# Material provided
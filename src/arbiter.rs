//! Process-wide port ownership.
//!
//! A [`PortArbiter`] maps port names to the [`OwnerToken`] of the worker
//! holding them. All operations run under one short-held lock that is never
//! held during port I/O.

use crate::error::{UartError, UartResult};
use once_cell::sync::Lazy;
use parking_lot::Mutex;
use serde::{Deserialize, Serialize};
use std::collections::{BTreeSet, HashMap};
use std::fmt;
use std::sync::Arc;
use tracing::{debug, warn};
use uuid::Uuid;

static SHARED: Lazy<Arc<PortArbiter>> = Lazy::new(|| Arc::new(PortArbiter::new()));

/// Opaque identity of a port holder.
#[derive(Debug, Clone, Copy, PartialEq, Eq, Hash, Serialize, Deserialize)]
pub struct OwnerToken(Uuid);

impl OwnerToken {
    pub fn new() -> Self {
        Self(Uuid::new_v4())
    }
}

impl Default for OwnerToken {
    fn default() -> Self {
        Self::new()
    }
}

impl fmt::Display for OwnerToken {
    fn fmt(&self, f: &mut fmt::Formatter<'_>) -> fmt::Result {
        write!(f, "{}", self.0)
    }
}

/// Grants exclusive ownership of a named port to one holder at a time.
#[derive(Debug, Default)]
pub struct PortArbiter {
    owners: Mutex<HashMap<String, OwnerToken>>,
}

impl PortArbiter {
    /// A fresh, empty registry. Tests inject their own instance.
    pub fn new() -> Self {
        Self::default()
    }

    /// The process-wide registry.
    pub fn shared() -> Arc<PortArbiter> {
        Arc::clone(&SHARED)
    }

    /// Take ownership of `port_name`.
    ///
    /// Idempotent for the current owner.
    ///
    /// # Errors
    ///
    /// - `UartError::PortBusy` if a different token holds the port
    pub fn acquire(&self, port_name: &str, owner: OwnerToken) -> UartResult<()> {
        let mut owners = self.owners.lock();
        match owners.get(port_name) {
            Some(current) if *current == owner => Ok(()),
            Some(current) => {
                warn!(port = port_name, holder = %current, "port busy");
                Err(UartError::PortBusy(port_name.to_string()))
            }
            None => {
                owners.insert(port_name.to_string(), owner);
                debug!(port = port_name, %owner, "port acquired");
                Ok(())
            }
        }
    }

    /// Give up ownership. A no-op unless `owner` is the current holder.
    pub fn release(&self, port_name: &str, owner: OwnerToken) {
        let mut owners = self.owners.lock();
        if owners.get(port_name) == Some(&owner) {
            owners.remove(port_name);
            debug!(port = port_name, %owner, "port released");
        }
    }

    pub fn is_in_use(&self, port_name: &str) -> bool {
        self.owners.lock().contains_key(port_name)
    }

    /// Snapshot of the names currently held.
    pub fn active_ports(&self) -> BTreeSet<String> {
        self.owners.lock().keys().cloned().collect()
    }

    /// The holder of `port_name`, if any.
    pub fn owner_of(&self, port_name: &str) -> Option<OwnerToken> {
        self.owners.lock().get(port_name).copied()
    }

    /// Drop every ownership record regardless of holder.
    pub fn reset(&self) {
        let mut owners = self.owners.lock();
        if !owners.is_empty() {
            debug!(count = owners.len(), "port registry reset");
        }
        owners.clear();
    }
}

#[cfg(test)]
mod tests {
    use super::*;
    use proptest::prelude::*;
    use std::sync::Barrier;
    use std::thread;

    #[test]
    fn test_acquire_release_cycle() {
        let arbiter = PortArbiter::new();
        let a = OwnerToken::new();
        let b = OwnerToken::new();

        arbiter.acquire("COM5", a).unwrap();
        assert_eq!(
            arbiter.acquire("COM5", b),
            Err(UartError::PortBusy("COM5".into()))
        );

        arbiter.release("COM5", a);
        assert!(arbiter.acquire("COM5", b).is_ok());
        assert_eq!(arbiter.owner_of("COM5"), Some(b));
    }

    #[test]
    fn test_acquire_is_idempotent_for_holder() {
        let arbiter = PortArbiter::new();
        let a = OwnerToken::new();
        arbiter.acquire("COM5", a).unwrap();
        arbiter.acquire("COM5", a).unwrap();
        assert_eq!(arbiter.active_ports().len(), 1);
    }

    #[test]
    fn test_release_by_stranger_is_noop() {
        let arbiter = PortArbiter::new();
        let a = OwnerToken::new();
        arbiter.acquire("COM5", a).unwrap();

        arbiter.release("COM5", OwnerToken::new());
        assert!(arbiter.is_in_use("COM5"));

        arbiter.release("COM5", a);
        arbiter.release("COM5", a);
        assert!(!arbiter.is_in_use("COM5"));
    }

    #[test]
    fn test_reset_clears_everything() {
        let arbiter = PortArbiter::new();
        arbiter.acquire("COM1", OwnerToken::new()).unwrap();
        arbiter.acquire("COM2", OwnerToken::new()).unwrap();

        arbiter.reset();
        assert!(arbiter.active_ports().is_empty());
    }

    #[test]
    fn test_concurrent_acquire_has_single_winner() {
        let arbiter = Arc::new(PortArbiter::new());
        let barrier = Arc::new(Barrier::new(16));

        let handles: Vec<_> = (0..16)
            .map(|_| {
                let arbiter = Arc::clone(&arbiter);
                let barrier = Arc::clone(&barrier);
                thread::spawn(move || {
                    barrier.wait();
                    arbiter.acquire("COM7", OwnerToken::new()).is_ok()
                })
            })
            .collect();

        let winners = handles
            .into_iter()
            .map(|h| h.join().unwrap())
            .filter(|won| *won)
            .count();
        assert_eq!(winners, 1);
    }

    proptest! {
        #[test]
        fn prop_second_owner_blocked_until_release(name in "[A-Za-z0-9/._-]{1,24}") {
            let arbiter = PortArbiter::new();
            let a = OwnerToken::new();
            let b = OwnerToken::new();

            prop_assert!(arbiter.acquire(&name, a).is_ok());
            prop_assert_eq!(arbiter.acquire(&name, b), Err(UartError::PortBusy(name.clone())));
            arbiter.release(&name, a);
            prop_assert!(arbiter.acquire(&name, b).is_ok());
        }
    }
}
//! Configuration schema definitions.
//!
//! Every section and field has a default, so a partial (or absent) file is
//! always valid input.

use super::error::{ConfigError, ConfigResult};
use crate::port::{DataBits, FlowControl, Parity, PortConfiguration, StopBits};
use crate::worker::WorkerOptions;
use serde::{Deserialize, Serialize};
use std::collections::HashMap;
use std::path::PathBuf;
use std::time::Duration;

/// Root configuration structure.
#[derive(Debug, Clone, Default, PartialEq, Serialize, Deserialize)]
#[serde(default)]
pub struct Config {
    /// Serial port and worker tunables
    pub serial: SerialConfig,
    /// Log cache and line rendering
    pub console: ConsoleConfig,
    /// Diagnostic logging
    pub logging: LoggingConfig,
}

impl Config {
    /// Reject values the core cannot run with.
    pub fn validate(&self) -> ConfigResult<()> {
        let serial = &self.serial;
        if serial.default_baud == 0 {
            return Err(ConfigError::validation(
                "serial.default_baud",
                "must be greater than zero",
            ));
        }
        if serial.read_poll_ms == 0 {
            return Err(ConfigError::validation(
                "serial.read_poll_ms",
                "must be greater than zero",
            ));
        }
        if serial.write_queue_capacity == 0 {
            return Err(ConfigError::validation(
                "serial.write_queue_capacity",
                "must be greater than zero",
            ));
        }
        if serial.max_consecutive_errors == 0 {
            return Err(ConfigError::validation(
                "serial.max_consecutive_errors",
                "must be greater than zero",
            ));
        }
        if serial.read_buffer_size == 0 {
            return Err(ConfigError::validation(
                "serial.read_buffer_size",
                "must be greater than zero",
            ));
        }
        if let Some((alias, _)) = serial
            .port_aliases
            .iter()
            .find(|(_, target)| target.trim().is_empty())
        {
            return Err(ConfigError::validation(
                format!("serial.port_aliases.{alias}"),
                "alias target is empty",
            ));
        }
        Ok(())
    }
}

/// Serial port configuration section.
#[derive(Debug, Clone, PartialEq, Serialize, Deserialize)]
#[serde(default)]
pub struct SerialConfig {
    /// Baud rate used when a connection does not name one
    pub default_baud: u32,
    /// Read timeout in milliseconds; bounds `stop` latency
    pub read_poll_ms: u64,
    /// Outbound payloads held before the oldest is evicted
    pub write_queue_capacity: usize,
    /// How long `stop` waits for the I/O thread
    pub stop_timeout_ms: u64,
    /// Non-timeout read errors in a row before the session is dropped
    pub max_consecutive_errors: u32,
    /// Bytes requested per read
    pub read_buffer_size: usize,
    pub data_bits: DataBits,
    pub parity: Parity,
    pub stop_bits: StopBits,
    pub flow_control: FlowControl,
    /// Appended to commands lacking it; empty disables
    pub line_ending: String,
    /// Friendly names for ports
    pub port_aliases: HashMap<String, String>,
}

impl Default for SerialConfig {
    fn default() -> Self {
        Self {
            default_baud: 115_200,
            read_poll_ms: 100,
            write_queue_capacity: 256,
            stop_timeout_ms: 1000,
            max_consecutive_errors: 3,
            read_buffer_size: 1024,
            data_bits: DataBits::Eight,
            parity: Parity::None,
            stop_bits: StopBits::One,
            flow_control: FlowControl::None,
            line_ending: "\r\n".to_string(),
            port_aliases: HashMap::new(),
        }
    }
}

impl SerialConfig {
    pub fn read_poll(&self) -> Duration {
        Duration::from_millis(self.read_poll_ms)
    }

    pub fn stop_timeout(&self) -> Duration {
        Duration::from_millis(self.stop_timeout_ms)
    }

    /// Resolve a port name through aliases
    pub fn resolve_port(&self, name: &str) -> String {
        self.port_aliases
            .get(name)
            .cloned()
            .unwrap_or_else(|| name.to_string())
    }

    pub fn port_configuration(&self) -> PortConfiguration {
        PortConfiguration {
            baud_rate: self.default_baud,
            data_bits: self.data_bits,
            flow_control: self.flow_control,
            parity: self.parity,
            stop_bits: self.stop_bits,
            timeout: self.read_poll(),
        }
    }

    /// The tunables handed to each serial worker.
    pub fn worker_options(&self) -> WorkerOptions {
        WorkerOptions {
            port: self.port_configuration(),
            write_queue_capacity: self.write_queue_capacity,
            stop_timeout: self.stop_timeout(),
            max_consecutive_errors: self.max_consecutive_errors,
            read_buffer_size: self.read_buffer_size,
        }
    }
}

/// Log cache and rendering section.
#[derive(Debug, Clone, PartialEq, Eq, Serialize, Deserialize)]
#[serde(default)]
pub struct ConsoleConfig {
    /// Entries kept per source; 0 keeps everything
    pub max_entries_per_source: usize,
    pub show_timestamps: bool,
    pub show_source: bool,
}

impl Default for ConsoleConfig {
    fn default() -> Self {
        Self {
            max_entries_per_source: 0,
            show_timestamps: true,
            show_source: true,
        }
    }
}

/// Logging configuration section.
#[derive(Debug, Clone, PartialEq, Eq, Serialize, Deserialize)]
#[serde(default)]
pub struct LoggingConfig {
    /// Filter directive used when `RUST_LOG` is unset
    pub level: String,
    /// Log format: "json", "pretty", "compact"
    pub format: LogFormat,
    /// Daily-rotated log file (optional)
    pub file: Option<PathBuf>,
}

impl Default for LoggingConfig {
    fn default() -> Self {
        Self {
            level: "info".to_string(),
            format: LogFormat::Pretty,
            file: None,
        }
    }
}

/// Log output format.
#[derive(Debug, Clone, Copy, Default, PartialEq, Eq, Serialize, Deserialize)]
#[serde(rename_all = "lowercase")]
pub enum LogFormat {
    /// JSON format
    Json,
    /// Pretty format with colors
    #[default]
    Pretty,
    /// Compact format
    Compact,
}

# Directions for this task
Which lines hold the word "target"? Copy each of them from the records.

# Written answer
            .find(|(_, target)| target.trim().is_empty())
                "alias target is empty",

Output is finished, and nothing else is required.